Mahkamah Agung Diskon Hukuman Bupati Kuansing Nonaktif Andi Putra Jadi 4 Tahun, Kasus Suap PT Adimulia Agrolestari
SABANGMERAUKE NEWS, Riau - Vonis Bupati Kuansing nonaktif, Andi Putra mendapat pengurangan signifikan dalam putusan kasasi Mahkamah Agung (MA). Lembaga peradilan tertinggi ini memberi diskon hukuman kepada politisi Partai Golkar tersebut hingga tinggal 4 tahun penjara.
Berdasarkan penelusuran di laman Sistem Informasi Penelusuran Perkara (SIPP) PN Pekanbaru, MA pada 30 Maret lalu mengurangi vonis yang sebelumnya dijatuhkan Pengadilan Tinggi Riau yakni hukuman 5 tahun 7 bulan penjara.

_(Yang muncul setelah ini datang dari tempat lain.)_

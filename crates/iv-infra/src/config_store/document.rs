use std::collections::BTreeMap;

use serde::{Deserialize, Serialize};

/// Whole content of a config store.
#[derive(Debug, Clone, Default, PartialEq, Eq, Serialize, Deserialize)]
pub(crate) struct StoreDocument {
    #[serde(default)]
    pub app: BTreeMap<String, String>,
    #[serde(default)]
    pub users: BTreeMap<String, BTreeMap<String, String>>,
}

impl StoreDocument {
    pub fn user_value(&self, user_id: &str, key: &str) -> Option<String> {
        self.users.get(user_id).and_then(|values| values.get(key)).cloned()
    }

    pub fn set_user_value(&mut self, user_id: &str, key: &str, value: &str) {
        self.users
            .entry(user_id.to_string())
            .or_default()
            .insert(key.to_string(), value.to_string());
    }

    /// Returns true when something was removed.
    pub fn delete_user_value(&mut self, user_id: &str, key: &str) -> bool {
        let Some(values) = self.users.get_mut(user_id) else {
            return false;
        };
        let removed = values.remove(key).is_some();
        if values.is_empty() {
            self.users.remove(user_id);
        }
        removed
    }

    pub fn users_with_value(&self, key: &str) -> Vec<String> {
        self.users
            .iter()
            .filter(|(_, values)| values.contains_key(key))
            .map(|(user_id, _)| user_id.clone())
            .collect()
    }
}
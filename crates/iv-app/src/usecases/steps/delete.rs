use std::sync::Arc;

use iv_core::ports::{ConfigStorePort, TranslationPort};
use iv_core::TourResult;
use tracing::{debug, info, info_span, Instrument};

use super::{ResolveSteps, StepRemoval};
use crate::usecases::internal::StepListStore;

/// Removes every step with the given id; an unknown id is a no-op.
pub struct DeleteStep {
    resolve: ResolveSteps,
    store: StepListStore,
}

impl DeleteStep {
    pub fn new(
        config_store: Arc<dyn ConfigStorePort>,
        translations: Arc<dyn TranslationPort>,
    ) -> Self {
        Self {
            resolve: ResolveSteps::new(config_store.clone(), translations),
            store: StepListStore::new(config_store),
        }
    }

    pub async fn execute(&self, language: &str, id: &str) -> TourResult<StepRemoval> {
        let span = info_span!("usecase.delete_step.execute", language = %language, step_id = %id);

        async {
            let language = self.resolve.resolve_write_language(language)?;
            let mut resolved = self.resolve.resolve_or_initialize(language).await?;

            let before = resolved.steps.len();
            resolved.steps.retain(|s| s.id != id);
            let removed = before - resolved.steps.len();

            if removed == 0 {
                debug!(language = %resolved.language.resolved, step_id = %id, "nothing to delete");
            } else {
                self.store.save(&resolved.language.resolved, &resolved.steps).await?;
                info!(language = %resolved.language.resolved, step_id = %id, removed, "step deleted");
            }

            Ok(StepRemoval {
                language: resolved.language,
                removed,
            })
        }
        .instrument(span)
        .await
    }
}
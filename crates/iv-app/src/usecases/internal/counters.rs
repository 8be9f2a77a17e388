use iv_core::ports::{ConfigStoreError, ConfigStorePort};
use iv_core::telemetry::parse_counter;

/// Adds one to an app-scoped counter and returns the new value.
///
/// Read and write are two store calls, so concurrent increments may lose one.
pub async fn increment_counter(
    config_store: &dyn ConfigStorePort,
    key: &str,
) -> Result<u64, ConfigStoreError> {
    let current = parse_counter(config_store.get_app_value(key).await?.as_deref());
    let next = current + 1;
    config_store.set_app_value(key, &next.to_string()).await?;
    Ok(next)
}
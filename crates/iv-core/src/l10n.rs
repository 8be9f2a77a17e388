//! Translation catalogs and the lookup fallback chain.

use std::collections::HashMap;
use std::sync::Arc;

use serde::Deserialize;

use crate::language::BASE_LANGUAGE;
use crate::ports::TranslationPort;

/// Key → text map for one language.
#[derive(Debug, Clone, Default, PartialEq, Eq, Deserialize)]
pub struct TranslationCatalog {
    #[serde(default)]
    translations: HashMap<String, String>,
}

impl TranslationCatalog {
    pub fn new(translations: HashMap<String, String>) -> Self {
        Self { translations }
    }

    pub fn from_pairs<'a>(pairs: impl IntoIterator<Item = (&'a str, &'a str)>) -> Self {
        Self {
            translations: pairs
                .into_iter()
                .map(|(k, v)| (k.to_string(), v.to_string()))
                .collect(),
        }
    }

    pub fn get(&self, key: &str) -> Option<&str> {
        self.translations.get(key).map(String::as_str)
    }

    pub fn len(&self) -> usize {
        self.translations.len()
    }

    pub fn is_empty(&self) -> bool {
        self.translations.is_empty()
    }

    /// Entries of `other` win over the ones already present.
    pub fn merged_with(&self, other: &TranslationCatalog) -> TranslationCatalog {
        let mut translations = self.translations.clone();
        translations.extend(other.translations.clone());
        TranslationCatalog { translations }
    }
}

#[derive(Debug, Clone, Copy, PartialEq, Eq)]
pub enum TextSource {
    Requested,
    Base,
    Literal,
}

#[derive(Debug, Clone, PartialEq, Eq)]
pub struct TranslatedText {
    pub text: String,
    pub source: TextSource,
}

/// Resolves keys through requested language → base language → literal key.
pub struct Translator {
    requested: Option<Arc<TranslationCatalog>>,
    base: Option<Arc<TranslationCatalog>>,
}

impl Translator {
    pub fn for_language(provider: &dyn TranslationPort, language: &str) -> Self {
        let base = provider.catalog_for(BASE_LANGUAGE);
        let requested = if language == BASE_LANGUAGE {
            base.clone()
        } else {
            provider.catalog_for(language)
        };
        Self { requested, base }
    }

    pub fn translate(&self, key: &str) -> TranslatedText {
        if let Some(text) = self.requested.as_deref().and_then(|c| c.get(key)) {
            return TranslatedText {
                text: text.to_string(),
                source: TextSource::Requested,
            };
        }
        if let Some(text) = self.base.as_deref().and_then(|c| c.get(key)) {
            return TranslatedText {
                text: text.to_string(),
                source: TextSource::Base,
            };
        }
        TranslatedText {
            text: key.to_string(),
            source: TextSource::Literal,
        }
    }
}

Dengan demikian, MA menyunat vonis Andi Putra selama 1 tahun dan 7 bulan.
Selain itu, MA juga menjatuhkan pidana denda sebesar Rp 200 juta dengan ketentuan apabila denda tersebut tidak dibayar diganti dengan pidana kurungan selama 3 (tiga) bulan.
"Memperbaiki Putusan Pengadilan Tindak Pidana Korupsi pada Pengadilan Tinggi Riau Nomor 23/PID.SUS-TPK/2022/PT PBR tanggal 5 Oktober 2022," demikian bunyi putusan MA sebagaimana tertera di laman SIPP PN Pekanbaru, Rabu (26/4/2023).
Adapun trio hakim agung yang memutuskan kasasi ini diketuai oleh Desayeti dan dua hakim anggota yaknk Soesilo dan Dwi Sugiarto.
Andi Putra terjerat kasus suap (gratifikasi) dalam proses perpanjangan hak guna usaha (HHU) PT Adimulia Agrolestari. Ia terbukti menerima hadiah sebesar Rp 500 juta dari manajemen perusahaan kelapa sawit tersebut.
Dalam kasus ini, tiga orang lainnya juga sudah diproses hukum. Yakni eks General Manager PT Adimulia Sudarso serta bos PT Adimula yang juga pemegang saham Frank Wijaya. Keduanya sudah menjalani hukuman di lapas.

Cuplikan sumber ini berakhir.